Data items
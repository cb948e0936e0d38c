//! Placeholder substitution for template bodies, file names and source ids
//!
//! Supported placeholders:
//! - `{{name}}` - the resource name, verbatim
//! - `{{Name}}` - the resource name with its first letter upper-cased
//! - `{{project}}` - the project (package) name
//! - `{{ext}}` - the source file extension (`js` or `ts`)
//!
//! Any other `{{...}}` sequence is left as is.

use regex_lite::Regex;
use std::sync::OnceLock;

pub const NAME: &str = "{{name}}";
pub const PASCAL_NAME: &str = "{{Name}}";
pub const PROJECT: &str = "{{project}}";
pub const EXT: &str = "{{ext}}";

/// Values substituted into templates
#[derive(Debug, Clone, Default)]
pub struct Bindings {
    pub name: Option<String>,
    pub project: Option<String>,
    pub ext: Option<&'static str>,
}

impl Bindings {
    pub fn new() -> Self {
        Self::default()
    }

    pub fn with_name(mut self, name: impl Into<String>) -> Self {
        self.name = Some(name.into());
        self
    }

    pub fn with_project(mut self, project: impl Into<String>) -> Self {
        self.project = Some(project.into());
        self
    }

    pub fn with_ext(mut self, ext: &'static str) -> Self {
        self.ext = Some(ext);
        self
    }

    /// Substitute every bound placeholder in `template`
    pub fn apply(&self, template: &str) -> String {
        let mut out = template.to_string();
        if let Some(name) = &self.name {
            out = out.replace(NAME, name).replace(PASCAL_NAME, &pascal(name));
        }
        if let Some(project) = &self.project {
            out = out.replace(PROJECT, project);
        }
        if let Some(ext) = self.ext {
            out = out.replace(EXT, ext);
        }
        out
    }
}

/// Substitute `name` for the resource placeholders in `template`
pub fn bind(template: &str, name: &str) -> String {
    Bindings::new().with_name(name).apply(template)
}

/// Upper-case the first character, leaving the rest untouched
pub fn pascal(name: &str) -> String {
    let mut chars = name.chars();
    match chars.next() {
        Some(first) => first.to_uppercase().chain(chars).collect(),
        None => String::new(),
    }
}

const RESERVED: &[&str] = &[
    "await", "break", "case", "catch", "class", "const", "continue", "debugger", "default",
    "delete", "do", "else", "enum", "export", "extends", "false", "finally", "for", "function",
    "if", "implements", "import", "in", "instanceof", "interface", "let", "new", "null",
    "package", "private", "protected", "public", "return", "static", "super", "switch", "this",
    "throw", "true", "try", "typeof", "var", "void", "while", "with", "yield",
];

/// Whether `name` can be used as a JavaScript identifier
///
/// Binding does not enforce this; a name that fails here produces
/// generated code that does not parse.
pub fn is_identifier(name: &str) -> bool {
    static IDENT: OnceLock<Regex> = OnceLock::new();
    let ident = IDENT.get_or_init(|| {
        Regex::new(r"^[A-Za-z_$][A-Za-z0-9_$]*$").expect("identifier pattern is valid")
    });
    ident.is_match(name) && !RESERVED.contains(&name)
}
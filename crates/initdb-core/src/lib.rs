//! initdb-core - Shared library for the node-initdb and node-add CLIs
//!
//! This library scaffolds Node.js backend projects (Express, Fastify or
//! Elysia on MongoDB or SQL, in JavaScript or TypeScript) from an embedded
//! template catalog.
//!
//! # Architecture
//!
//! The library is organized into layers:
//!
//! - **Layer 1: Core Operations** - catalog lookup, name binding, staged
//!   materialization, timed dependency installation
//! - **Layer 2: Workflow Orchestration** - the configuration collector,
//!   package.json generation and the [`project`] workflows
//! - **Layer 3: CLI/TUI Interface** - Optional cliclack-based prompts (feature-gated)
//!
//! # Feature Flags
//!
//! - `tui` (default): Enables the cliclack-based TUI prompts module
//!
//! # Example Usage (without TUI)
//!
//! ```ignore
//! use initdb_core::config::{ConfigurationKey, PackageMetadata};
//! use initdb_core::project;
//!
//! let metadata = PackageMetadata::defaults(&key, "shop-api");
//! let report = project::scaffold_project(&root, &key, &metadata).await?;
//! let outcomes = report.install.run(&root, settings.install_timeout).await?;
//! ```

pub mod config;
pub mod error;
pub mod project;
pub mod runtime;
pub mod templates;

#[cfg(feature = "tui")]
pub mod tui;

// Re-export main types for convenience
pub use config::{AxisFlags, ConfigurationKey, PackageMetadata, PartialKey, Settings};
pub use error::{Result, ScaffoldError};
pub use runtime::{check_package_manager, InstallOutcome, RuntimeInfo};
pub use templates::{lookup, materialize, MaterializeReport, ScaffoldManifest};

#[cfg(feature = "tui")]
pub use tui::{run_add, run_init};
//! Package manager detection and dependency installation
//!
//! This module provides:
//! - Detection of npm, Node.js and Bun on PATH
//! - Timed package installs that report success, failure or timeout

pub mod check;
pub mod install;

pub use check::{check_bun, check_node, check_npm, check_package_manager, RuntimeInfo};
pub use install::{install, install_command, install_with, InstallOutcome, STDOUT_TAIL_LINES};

## Problem requirements
Copy every line of the entries in which "that" can be found.

## Expected answer
/// Binding does not enforce this; a name that fails here produces
/// generated code that does not parse.
//! - Timed package installs that report success, failure or timeout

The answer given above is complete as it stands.